Death of Wang Yue
- Date: October 13, 2011
- Time: 17:30 local time
- Location: Foshan, Guangdong, China;
- Filmed by: Closed-circuit television
- Outcome: Death of victim
- Deaths: Wang Yue
- Charges: A van driver charged with hit and run

= Death of Wang Yue =

Chinese accident victim

Wang Yue (王悦 (Wáng Yuè)), also known as "Little Yue Yue" (小悅悅), was a two-year-old Chinese girl who was run over by a van driver on the afternoon of 13 October 2011, in a narrow road in Foshan, Guangdong. As she lay bleeding and unconscious on the road for more than seven minutes, at least 18 passers-by skirted around her body, ignoring her.

She was eventually helped by a female rubbish scavenger and sent to a hospital for treatment, but succumbed to her injuries and died eight days later. The closed-circuit television recording of the incident was uploaded onto the Internet, and quickly stirred widespread reaction in China and overseas.

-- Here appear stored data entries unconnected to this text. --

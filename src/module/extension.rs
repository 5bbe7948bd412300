//! 扩展接口与扩展目录
//!
//! 控制器与插件通过稳定的类标识在 [`ExtensionCatalog`] 中登记构造函数，
//! 加载器根据文件系统约定或清单缓存中的类标识实例化它们。

use std::collections::HashMap;
use std::fmt;
use std::sync::Arc;

use async_trait::async_trait;

use crate::core::AppContext;
use crate::router::{Method, RouteKind, RouteTable, SharedHandler};
use crate::utils::{CmsError, Result};

/// 默认控制器排序值
pub const DEFAULT_RANK: i32 = 10;

/// 控制器
///
/// 排序值越小越先注册路由；兜底路由（如 `/(.*)`）应使用较大的排序值。
#[async_trait]
pub trait Controller: Send + Sync {
    /// 排序值
    fn rank(&self) -> i32 {
        DEFAULT_RANK
    }

    /// 构造后调用一次，返回错误时跳过该控制器
    ///
    /// 需要保留上下文时保存 [`AppContext::downgrade`] 的结果。
    async fn init(&mut self, _ctx: &AppContext) -> Result<()> {
        Ok(())
    }

    /// 注册路由
    async fn register_routes(&self, routes: &RouteRegistrar<'_>) -> Result<()>;
}

/// 插件
#[async_trait]
pub trait Plugin: Send + Sync {
    /// 构造后调用一次，可在此订阅通知；返回错误时跳过该插件
    ///
    /// 实例与订阅回调都由内核持有，保留上下文时使用 [`AppContext::downgrade`]。
    async fn init(&mut self, _ctx: &AppContext) -> Result<()> {
        Ok(())
    }

    /// 插件提供的控制器：(键, 控制器)
    fn controllers(&self) -> Vec<(String, Box<dyn Controller>)> {
        Vec::new()
    }
}

/// 路由注册器
///
/// 交给控制器使用，注册的每条路由都记录所属控制器。
pub struct RouteRegistrar<'a> {
    table: &'a RouteTable,
    owner: String,
}

impl<'a> RouteRegistrar<'a> {
    /// 创建注册器
    pub fn new(table: &'a RouteTable, owner: impl Into<String>) -> Self {
        Self {
            table,
            owner: owner.into(),
        }
    }

    /// 所属控制器键
    pub fn owner(&self) -> &str {
        &self.owner
    }

    /// 注册任意方法的路由
    pub async fn route(
        &self,
        method: Method,
        pattern: &str,
        handler: SharedHandler,
    ) -> Result<RouteKind> {
        self.table
            .register_entry(method, pattern, handler, Some(self.owner.clone()))
            .await
    }

    /// 注册 GET 路由
    pub async fn get(&self, pattern: &str, handler: SharedHandler) -> Result<RouteKind> {
        self.route(Method::Get, pattern, handler).await
    }

    /// 注册 POST 路由
    pub async fn post(&self, pattern: &str, handler: SharedHandler) -> Result<RouteKind> {
        self.route(Method::Post, pattern, handler).await
    }

    /// 注册 PUT 路由
    pub async fn put(&self, pattern: &str, handler: SharedHandler) -> Result<RouteKind> {
        self.route(Method::Put, pattern, handler).await
    }

    /// 注册 PATCH 路由
    pub async fn patch(&self, pattern: &str, handler: SharedHandler) -> Result<RouteKind> {
        self.route(Method::Patch, pattern, handler).await
    }

    /// 注册 DELETE 路由
    pub async fn delete(&self, pattern: &str, handler: SharedHandler) -> Result<RouteKind> {
        self.route(Method::Delete, pattern, handler).await
    }
}

/// 控制器构造函数
pub type ControllerFactory = Arc<dyn Fn() -> Result<Box<dyn Controller>> + Send + Sync>;

/// 插件构造函数
pub type PluginFactory = Arc<dyn Fn() -> Result<Box<dyn Plugin>> + Send + Sync>;

/// 扩展目录
///
/// 类标识 -> 构造函数。内置控制器无需文件即会加载，且不写入清单。
#[derive(Clone, Default)]
pub struct ExtensionCatalog {
    controllers: HashMap<String, ControllerFactory>,
    plugins: HashMap<String, PluginFactory>,
    builtins: Vec<(String, String)>,
}

impl ExtensionCatalog {
    /// 创建空目录
    pub fn new() -> Self {
        Self::default()
    }

    /// 包含内置控制器的目录
    pub fn with_builtins() -> Self {
        let mut catalog = Self::new();
        catalog.register_builtin_controller(
            crate::api::builtin::SYSTEM_CONTROLLER_KEY,
            crate::api::builtin::SYSTEM_CONTROLLER_CLASS,
            || Ok(Box::new(crate::api::builtin::SystemController::new()) as Box<dyn Controller>),
        );
        catalog
    }

    /// 登记控制器构造函数
    pub fn register_controller<F>(&mut self, class: impl Into<String>, factory: F) -> &mut Self
    where
        F: Fn() -> Result<Box<dyn Controller>> + Send + Sync + 'static,
    {
        self.controllers.insert(class.into(), Arc::new(factory));
        self
    }

    /// 登记内置控制器：总是以给定键加载
    pub fn register_builtin_controller<F>(
        &mut self,
        key: impl Into<String>,
        class: impl Into<String>,
        factory: F,
    ) -> &mut Self
    where
        F: Fn() -> Result<Box<dyn Controller>> + Send + Sync + 'static,
    {
        let class = class.into();
        self.builtins.push((key.into(), class.clone()));
        self.register_controller(class, factory)
    }

    /// 登记插件构造函数
    pub fn register_plugin<F>(&mut self, class: impl Into<String>, factory: F) -> &mut Self
    where
        F: Fn() -> Result<Box<dyn Plugin>> + Send + Sync + 'static,
    {
        self.plugins.insert(class.into(), Arc::new(factory));
        self
    }

    /// 实例化控制器
    pub fn create_controller(&self, class: &str) -> Result<Box<dyn Controller>> {
        let factory = self
            .controllers
            .get(class)
            .ok_or_else(|| CmsError::ExtensionNotFound(class.to_string()))?;
        factory()
    }

    /// 实例化插件
    pub fn create_plugin(&self, class: &str) -> Result<Box<dyn Plugin>> {
        let factory = self
            .plugins
            .get(class)
            .ok_or_else(|| CmsError::ExtensionNotFound(class.to_string()))?;
        factory()
    }

    /// 内置控制器：(键, 类标识)
    pub fn builtins(&self) -> &[(String, String)] {
        &self.builtins
    }

    /// 是否登记了控制器类
    pub fn has_controller(&self, class: &str) -> bool {
        self.controllers.contains_key(class)
    }

    /// 是否登记了插件类
    pub fn has_plugin(&self, class: &str) -> bool {
        self.plugins.contains_key(class)
    }
}

impl fmt::Debug for ExtensionCatalog {
    fn fmt(&self, f: &mut fmt::Formatter<'_>) -> fmt::Result {
        let mut controllers: Vec<&String> = self.controllers.keys().collect();
        controllers.sort();
        let mut plugins: Vec<&String> = self.plugins.keys().collect();
        plugins.sort();
        f.debug_struct("ExtensionCatalog")
            .field("controllers", &controllers)
            .field("plugins", &plugins)
            .field("builtins", &self.builtins)
            .finish()
    }
}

Many commentators believed this to be indicative of the moral decline in contemporary Chinese society. However, other commentators credited the high-profile Peng Yu incident in 2006, in which someone who helped an injured accident victim was accused of having injured the victim himself and was forced to pay for the victim's medical bill, as having caused people to fear getting in trouble for helping in Wang's case. Several regional Good Samaritan laws were passed following the incident and in 2017 a new national Good Samaritan law came into force to prevent such situations through the country.

==Crash==
Wang, who was two years old, wandered away from her home in Foshan while her mother was quickly collecting laundry during a thunderstorm. Closed-circuit television cameras captured the child wandering into a narrow, busy market street. Within a few moments of her appearance on the screen, Wang was struck by a white van, and knocked to the ground and under the van's front wheels. The van driver pauses, but does not get out.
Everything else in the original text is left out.